(Collected data)

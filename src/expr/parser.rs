//! Recursive-descent parser.
//!
//! Precedence, lowest first:
//!
//! ```text
//! expression := term (('+' | '-') term)*
//! term       := unary (('*' | '/') unary)*
//! unary      := ('-' | '+') unary | power
//! power      := postfix ('^' unary)?
//! postfix    := primary '%'*
//! primary    := number | constant | 'x' | function '(' expression ')'
//!             | '(' expression ')'
//! ```
//!
//! `^` is right associative and its exponent may carry a sign, so `2^-1` is
//! one half and `-2^2` is minus four.

use super::ast::{BinaryOp, Expr};
use super::lexer::{Token, TokenKind};
use crate::error::ParseError;

/// Nesting limit for parentheses, signs, exponents and repeated `%`.
/// Runs of `+ -` and `* /` are flat and do not count towards it.
pub const MAX_DEPTH: usize = 256;

pub fn parse(tokens: &[Token]) -> Result<Expr, ParseError> {
    if tokens.is_empty() {
        return Err(ParseError::Empty);
    }

    let mut parser = Parser {
        tokens,
        cursor: 0,
        depth: 0,
    };
    let expr = parser.expression()?;

    match parser.peek() {
        None => Ok(expr),
        Some(Token {
            kind: TokenKind::CloseParen,
            position,
        }) => Err(ParseError::UnmatchedClose { position }),
        Some(token) => Err(unexpected(token)),
    }
}

struct Parser<'a> {
    tokens: &'a [Token],
    cursor: usize,
    depth: usize,
}

impl Parser<'_> {
    fn peek(&self) -> Option<Token> {
        self.tokens.get(self.cursor).copied()
    }

    fn next(&mut self) -> Option<Token> {
        let token = self.peek()?;
        self.cursor += 1;
        Some(token)
    }

    /// Consume the next token if it has the given kind.
    fn eat(&mut self, kind: TokenKind) -> bool {
        if self.peek().is_some_and(|t| t.kind == kind) {
            self.cursor += 1;
            true
        } else {
            false
        }
    }

    fn expect_close(&mut self) -> Result<(), ParseError> {
        match self.next() {
            Some(Token {
                kind: TokenKind::CloseParen,
                ..
            }) => Ok(()),
            Some(token) => Err(unexpected(token)),
            None => Err(ParseError::UnexpectedEnd),
        }
    }

    fn descend(&mut self) -> Result<(), ParseError> {
        self.depth += 1;
        if self.depth > MAX_DEPTH {
            return Err(ParseError::TooDeep(MAX_DEPTH));
        }
        Ok(())
    }

    fn expression(&mut self) -> Result<Expr, ParseError> {
        let first = self.term()?;
        let mut rest = Vec::new();
        loop {
            let op = if self.eat(TokenKind::Plus) {
                BinaryOp::Add
            } else if self.eat(TokenKind::Minus) {
                BinaryOp::Subtract
            } else {
                return Ok(Expr::chain(first, rest));
            };
            rest.push((op, self.term()?));
        }
    }

    fn term(&mut self) -> Result<Expr, ParseError> {
        let first = self.unary()?;
        let mut rest = Vec::new();
        loop {
            let op = if self.eat(TokenKind::Star) {
                BinaryOp::Multiply
            } else if self.eat(TokenKind::Slash) {
                BinaryOp::Divide
            } else {
                return Ok(Expr::chain(first, rest));
            };
            rest.push((op, self.unary()?));
        }
    }

    fn unary(&mut self) -> Result<Expr, ParseError> {
        let negate = if self.eat(TokenKind::Minus) {
            true
        } else if self.eat(TokenKind::Plus) {
            false
        } else {
            return self.power();
        };

        self.descend()?;
        let operand = self.unary()?;
        self.depth -= 1;

        Ok(if negate {
            Expr::Negate(Box::new(operand))
        } else {
            operand
        })
    }

    fn power(&mut self) -> Result<Expr, ParseError> {
        let base = self.postfix()?;
        if !self.eat(TokenKind::Caret) {
            return Ok(base);
        }

        self.descend()?;
        let exponent = self.unary()?;
        self.depth -= 1;

        Ok(Expr::binary(BinaryOp::Power, base, exponent))
    }

    fn postfix(&mut self) -> Result<Expr, ParseError> {
        let mut expr = self.primary()?;
        let depth = self.depth;
        while self.eat(TokenKind::Percent) {
            self.descend()?;
            expr = Expr::Percent(Box::new(expr));
        }
        self.depth = depth;
        Ok(expr)
    }

    fn primary(&mut self) -> Result<Expr, ParseError> {
        let token = self.next().ok_or(ParseError::UnexpectedEnd)?;

        match token.kind {
            TokenKind::Number(n) => Ok(Expr::Number(n)),
            TokenKind::Constant(c) => Ok(Expr::Number(c.value())),
            TokenKind::Variable => Ok(Expr::Variable),
            TokenKind::Function(function) => {
                if !self.eat(TokenKind::OpenParen) {
                    return Err(ParseError::MissingArgument {
                        name: function.name().to_string(),
                        position: token.position,
                    });
                }
                let argument = self.group()?;
                Ok(Expr::Call {
                    function,
                    argument: Box::new(argument),
                })
            }
            TokenKind::OpenParen => self.group(),
            _ => Err(unexpected(token)),
        }
    }

    /// The inside of a parenthesised group, with its closing paren.
    fn group(&mut self) -> Result<Expr, ParseError> {
        self.descend()?;
        let inner = self.expression()?;
        self.expect_close()?;
        self.depth -= 1;
        Ok(inner)
    }
}

fn unexpected(token: Token) -> ParseError {
    ParseError::UnexpectedToken {
        found: token.kind.to_string(),
        position: token.position,
    }
}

#### HOW TO COMPLETE THIS TASK
All lines in the records with the string "position" should be copied out.

#### ANSWER BOX
            position,
        }) => Err(ParseError::UnmatchedClose { position }),
                        position: token.position,
        position: token.position,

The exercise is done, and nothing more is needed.